Nvidia has confirmed that hundreds of thousands of accounts on its official forum have been leaked to ne'er-do-wells as the result of an intrusion on its website last week.
Late last week, Nvidia suspended all access to its official forums - forums.nvidia.com - as it investigated an attack. That attack, the company has now concluded, resulted in persons unknown making off with the user name, email address, profile information and hashed passwords for around 400,000 accounts.
Nvidia has stated that it has reset all passwords to a temporary value, which will be provided via email to each account holder. While this fixes the problem of the leaked passwords, it's still an issue for those who used the same password on other sites. 'As a precautionary measure,
' Nvidia recommends, 'we strongly recommend that you change any identical passwords that you may be using elsewhere.
While similar to the attack on Yahoo last week, which saw a similar number of account credentials leaked
, Nvidia's approach to information security has greatly lessened the potential impact of the breach. Where Yahoo stored password values in plain text, Nvidia stored only the one-way hashes of the passwords - and further used a random salt value each time to dramatically increase the complexity of a brute-force attack on the hashes.

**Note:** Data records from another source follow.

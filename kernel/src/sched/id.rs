//! Task id allocator
//!
//! One bit per id in 32-bit blocks; a set bit means the id is free. Blocks
//! are appended on demand until `max_ids` is reached, after which
//! `generate_id` fails with `OutOfIds`. The allocator does no locking of its
//! own; the Director serializes access to it.

use alloc::vec::Vec;

use super::task::TaskId;
use crate::error::{KernelError, KernelResult};

const BITS_PER_BLOCK: usize = u32::BITS as usize;

#[derive(Debug)]
pub struct IdAllocator {
    blocks: Vec<u32>,
    max_ids: usize,
    allocated: usize,
}

impl IdAllocator {
    pub const fn new(max_ids: usize) -> Self {
        Self {
            blocks: Vec::new(),
            max_ids,
            allocated: 0,
        }
    }

    /// Lowest free id
    pub fn generate_id(&mut self) -> KernelResult<TaskId> {
        let index = match self.blocks.iter().position(|block| *block != 0) {
            Some(index) => index,
            None => self.grow()?,
        };
        let block = &mut self.blocks[index];
        let bit = block.trailing_zeros() as usize;
        *block &= !(1 << bit);
        self.allocated += 1;
        Ok(index * BITS_PER_BLOCK + bit)
    }

    /// Return `id` to the pool. Returns false for ids that were not allocated.
    pub fn free_id(&mut self, id: TaskId) -> bool {
        if !self.is_allocated(id) {
            return false;
        }
        self.blocks[id / BITS_PER_BLOCK] |= 1 << (id % BITS_PER_BLOCK);
        self.allocated -= 1;
        true
    }

    pub fn is_allocated(&self, id: TaskId) -> bool {
        id < self.max_ids
            && self
                .blocks
                .get(id / BITS_PER_BLOCK)
                .is_some_and(|block| block & (1 << (id % BITS_PER_BLOCK)) == 0)
    }

    pub fn allocated(&self) -> usize {
        self.allocated
    }

    fn grow(&mut self) -> KernelResult<usize> {
        let base = self.blocks.len() * BITS_PER_BLOCK;
        if base >= self.max_ids {
            return Err(KernelError::OutOfIds);
        }
        // Ids at or beyond the limit are never marked free
        let valid = core::cmp::min(BITS_PER_BLOCK, self.max_ids - base);
        let block = if valid == BITS_PER_BLOCK {
            u32::MAX
        } else {
            (1u32 << valid) - 1
        };
        self.blocks.push(block);
        Ok(self.blocks.len() - 1)
    }
}

#[cfg(test)]
mod tests {
    use super::*;
    use alloc::collections::BTreeSet;

    #[test]
    fn test_ids_are_unique_while_live() {
        let mut ids = IdAllocator::new(256);
        let mut seen = BTreeSet::new();
        for _ in 0..100 {
            assert!(seen.insert(ids.generate_id().unwrap()));
        }
        assert_eq!(ids.allocated(), 100);
    }

    #[test]
    fn test_lowest_free_id_is_reused() {
        let mut ids = IdAllocator::new(64);
        for expected in 0..40 {
            assert_eq!(ids.generate_id().unwrap(), expected);
        }
        assert!(ids.free_id(33));
        assert!(ids.free_id(5));
        assert_eq!(ids.generate_id().unwrap(), 5);
        assert_eq!(ids.generate_id().unwrap(), 33);
        assert_eq!(ids.generate_id().unwrap(), 40);
    }

    #[test]
    fn test_free_rejects_unknown_ids() {
        let mut ids = IdAllocator::new(64);
        assert!(!ids.free_id(0));
        let id = ids.generate_id().unwrap();
        assert!(ids.free_id(id));
        assert!(!ids.free_id(id));
        assert!(!ids.free_id(1000));
    }

    #[test]
    fn test_bounded_allocator_reports_exhaustion() {
        let mut ids = IdAllocator::new(40);
        for _ in 0..40 {
            ids.generate_id().unwrap();
        }
        assert_eq!(ids.generate_id(), Err(KernelError::OutOfIds));
        ids.free_id(17);
        assert_eq!(ids.generate_id(), Ok(17));
    }
}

Although that doesn't necessarily put users in the clear - simple passwords of fewer than eight characters or comprising dictionary words will likely still fall victim to a targeted attack on the hashes - it's a ray of sunshine in a period of time where credential-leaking breaches are coming thick and fast.
While the company further investigates the breach, it is keeping five of its user-facing sites - Nvidia Forum, Developer Zone, Nvidia Research Site, Nvidia Board Store and Nvidia Gear Store - offline until it is sure that the flaw has been resolved and the systems made secure once more.